* Data for the task
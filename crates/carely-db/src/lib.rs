// Copyright 2026 Phillip Cloud
// Licensed under the Apache License, Version 2.0

use anyhow::{Context, Result, anyhow, bail};
use carely_app::{Appointment, DOCTORS, SPECIALTIES, SettingKey, SettingsStore, TIME_SLOTS};
use rusqlite::{Connection, OptionalExtension, params};
use std::collections::BTreeSet;
use std::env;
use std::fs;
use std::path::{Path, PathBuf};
use time::format_description::well_known::Rfc3339;
use time::macros::format_description;
use time::{Date, Duration, OffsetDateTime};

pub const APP_NAME: &str = "carely";
pub const DB_PATH_ENV: &str = "CARELY_DB_PATH";

const SCHEMA_SQL: &str = "
CREATE TABLE settings (
  key TEXT PRIMARY KEY,
  value TEXT NOT NULL,
  updated_at TEXT NOT NULL
);
";

const REQUIRED_SCHEMA: &[(&str, &[&str])] = &[("settings", &["key", "value", "updated_at"])];

const DEMO_WEEK_HISTORY: [u32; 7] = [8_234, 4_567, 9_102, 6_543, 7_891, 5_234, 10_412];
const DEMO_TODAY_STEPS: u32 = 3_456;

const DEMO_PATIENTS: [(&str, &str, &str); 2] = [
    ("Avery Walker", "34", "(555) 201-7788"),
    ("Jordan Reed", "61", "(555) 348-1190"),
];

pub struct Store {
    conn: Connection,
}

impl Store {
    pub fn open(path: &Path) -> Result<Self> {
        let printable = path.to_string_lossy().to_string();
        validate_db_path(&printable)?;
        let conn = Connection::open(path)
            .with_context(|| format!("open database at {}", path.display()))?;
        configure_connection(&conn)?;
        Ok(Self { conn })
    }

    pub fn open_memory() -> Result<Self> {
        let conn = Connection::open_in_memory().context("open in-memory database")?;
        configure_connection(&conn)?;
        Ok(Self { conn })
    }

    pub fn raw_connection(&self) -> &Connection {
        &self.conn
    }

    /// Creates the schema in an empty database, or checks that an existing
    /// one has every table and column the app reads.
    pub fn bootstrap(&self) -> Result<()> {
        if has_user_tables(&self.conn)? {
            validate_schema(&self.conn)?;
        } else {
            self.conn.execute_batch(SCHEMA_SQL).context("create schema")?;
            tracing::info!("created settings schema");
        }
        Ok(())
    }

    /// Keys currently holding a value, in [`SettingKey::ALL`] order. Rows
    /// written by other tools are ignored.
    pub fn stored_keys(&self) -> Result<Vec<SettingKey>> {
        let mut stmt = self
            .conn
            .prepare("SELECT key FROM settings")
            .context("prepare settings keys query")?;
        let rows = stmt
            .query_map([], |row| row.get::<_, String>(0))
            .context("query settings keys")?;
        let present = rows
            .collect::<rusqlite::Result<BTreeSet<_>>>()
            .context("collect settings keys")?;
        Ok(SettingKey::ALL
            .into_iter()
            .filter(|key| present.contains(key.as_str()))
            .collect())
    }

    pub fn updated_at(&self, key: SettingKey) -> Result<Option<OffsetDateTime>> {
        let raw = self
            .conn
            .query_row(
                "SELECT updated_at FROM settings WHERE key = ?",
                params![key.as_str()],
                |row| row.get::<_, String>(0),
            )
            .optional()
            .with_context(|| format!("read timestamp for {}", key.as_str()))?;
        raw.map(|value| {
            OffsetDateTime::parse(&value, &Rfc3339)
                .with_context(|| format!("parse timestamp {value:?} for {}", key.as_str()))
        })
        .transpose()
    }

    /// Fills an empty store with a week of step history, a partial day and
    /// two upcoming appointments.
    pub fn seed_demo_data(&mut self, today: Date) -> Result<()> {
        if !self.stored_keys()?.is_empty() {
            bail!("refusing to seed demo data into a database that already has settings");
        }

        let date = today
            .format(format_description!("[year]-[month]-[day]"))
            .context("format demo date")?;
        self.set_string(SettingKey::StepCountDate, &date)?;
        self.set_number(SettingKey::TodaySteps, f64::from(DEMO_TODAY_STEPS))?;
        let history = serde_json::to_string(&DEMO_WEEK_HISTORY).context("encode demo history")?;
        self.set_string(SettingKey::WeekHistory, &history)?;

        let timestamp = now_rfc3339()?;
        let mut appointments = Vec::with_capacity(DEMO_PATIENTS.len());
        for (offset, (name, age, phone)) in DEMO_PATIENTS.iter().enumerate() {
            let day = today
                .checked_add(Duration::days(offset as i64 + 1))
                .ok_or_else(|| anyhow!("demo appointment date overflows the calendar"))?;
            appointments.push(Appointment {
                doctor: DOCTORS[offset % DOCTORS.len()].name.to_owned(),
                specialty: SPECIALTIES[(offset + 1) % SPECIALTIES.len()].to_owned(),
                patient_name: (*name).to_owned(),
                patient_age: (*age).to_owned(),
                patient_phone: (*phone).to_owned(),
                date: day
                    .format(format_description!(
                        "[weekday repr:short], [month repr:short] [day padding:none]"
                    ))
                    .context("format demo appointment date")?,
                time: TIME_SLOTS[offset * 2 % TIME_SLOTS.len()].to_owned(),
                timestamp: timestamp.clone(),
            });
        }
        let encoded = serde_json::to_string(&appointments).context("encode demo appointments")?;
        self.set_string(SettingKey::Appointments, &encoded)?;

        tracing::info!(%today, "seeded demo data");
        Ok(())
    }

    fn get_setting_raw(&self, key: &str) -> Result<Option<String>> {
        self.conn
            .query_row(
                "SELECT value FROM settings WHERE key = ?",
                params![key],
                |row| row.get::<_, String>(0),
            )
            .optional()
            .with_context(|| format!("read setting {key}"))
    }

    fn put_setting_raw(&self, key: &str, value: &str) -> Result<()> {
        let now = now_rfc3339()?;
        self.conn
            .execute(
                "
                INSERT INTO settings (key, value, updated_at)
                VALUES (?, ?, ?)
                ON CONFLICT(key) DO UPDATE SET
                  value = excluded.value,
                  updated_at = excluded.updated_at
                ",
                params![key, value, now],
            )
            .with_context(|| format!("upsert setting {key}"))?;
        Ok(())
    }

    fn delete_setting_raw(&self, key: &str) -> Result<()> {
        self.conn
            .execute("DELETE FROM settings WHERE key = ?", params![key])
            .with_context(|| format!("delete setting {key}"))?;
        Ok(())
    }
}

impl SettingsStore for Store {
    fn get_string(&self, key: SettingKey) -> Result<Option<String>> {
        self.get_setting_raw(key.as_str())
    }

    fn set_string(&mut self, key: SettingKey, value: &str) -> Result<()> {
        self.put_setting_raw(key.as_str(), value)
    }

    fn remove(&mut self, key: SettingKey) -> Result<()> {
        self.delete_setting_raw(key.as_str())
    }
}

pub fn default_db_path() -> Result<PathBuf> {
    if let Some(override_path) = env::var_os(DB_PATH_ENV) {
        return Ok(PathBuf::from(override_path));
    }

    let data_root = dirs::data_local_dir().ok_or_else(|| {
        anyhow!("cannot resolve data directory; set {DB_PATH_ENV} to a writable database path")
    })?;

    let app_dir = data_root.join(APP_NAME);
    fs::create_dir_all(&app_dir)
        .with_context(|| format!("create data directory {}", app_dir.display()))?;
    Ok(app_dir.join("carely.db"))
}

pub fn validate_db_path(path: &str) -> Result<()> {
    if path.is_empty() {
        bail!("database path must not be empty");
    }
    if path == ":memory:" {
        return Ok(());
    }

    if let Some(index) = path.find("://")
        && index > 0
    {
        let scheme = &path[..index];
        if scheme.chars().all(char::is_alphabetic) {
            bail!(
                "database path {path:?} looks like a URI ({scheme}://); pass a filesystem path instead"
            );
        }
    }

    if path.starts_with("file:") {
        bail!("database path {path:?} uses file: URI syntax; pass a plain filesystem path");
    }

    if path.contains('?') {
        bail!(
            "database path {path:?} contains '?'; remove query parameters and use a plain file path"
        );
    }

    Ok(())
}

fn has_user_tables(conn: &Connection) -> Result<bool> {
    let count: i64 = conn
        .query_row(
            "
            SELECT COUNT(*)
            FROM sqlite_master
            WHERE type = 'table'
              AND name NOT LIKE 'sqlite_%'
            ",
            [],
            |row| row.get(0),
        )
        .context("count user tables")?;
    Ok(count > 0)
}

fn validate_schema(conn: &Connection) -> Result<()> {
    for (table, required_columns) in REQUIRED_SCHEMA {
        if !table_exists(conn, table)? {
            bail!(
                "database is missing required table `{table}`; point {DB_PATH_ENV} at a carely database"
            );
        }

        let columns = table_columns(conn, table)?;
        let missing: Vec<&str> = required_columns
            .iter()
            .copied()
            .filter(|column| !columns.contains(*column))
            .collect();

        if !missing.is_empty() {
            bail!(
                "table `{table}` is missing required columns: {}; move the file aside to start fresh",
                missing.join(", ")
            );
        }
    }

    Ok(())
}

fn table_exists(conn: &Connection, table: &str) -> Result<bool> {
    let exists = conn
        .query_row(
            "
            SELECT EXISTS(
              SELECT 1
              FROM sqlite_master
              WHERE type = 'table' AND name = ?
            )
            ",
            params![table],
            |row| row.get::<_, i64>(0),
        )
        .with_context(|| format!("check table existence for {table}"))?;
    Ok(exists == 1)
}

fn table_columns(conn: &Connection, table: &str) -> Result<BTreeSet<String>> {
    let mut stmt = conn
        .prepare(&format!("PRAGMA table_info({table})"))
        .with_context(|| format!("inspect columns for {table}"))?;
    let rows = stmt
        .query_map([], |row| row.get::<_, String>(1))
        .with_context(|| format!("query column info for {table}"))?;

    let names = rows
        .collect::<rusqlite::Result<BTreeSet<_>>>()
        .with_context(|| format!("collect columns for {table}"))?;
    Ok(names)
}

fn configure_connection(conn: &Connection) -> Result<()> {
    conn.execute_batch(
        "
        PRAGMA journal_mode = WAL;
        PRAGMA synchronous = NORMAL;
        PRAGMA busy_timeout = 5000;
        ",
    )
    .context("configure sqlite pragmas")
}

fn now_rfc3339() -> Result<String> {
    OffsetDateTime::now_utc()
        .format(&Rfc3339)
        .context("format current timestamp")
}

* Try it
Once you have read the entries above, state how many of their lines include "DOCTORS", giving the number alone.

* The answer
2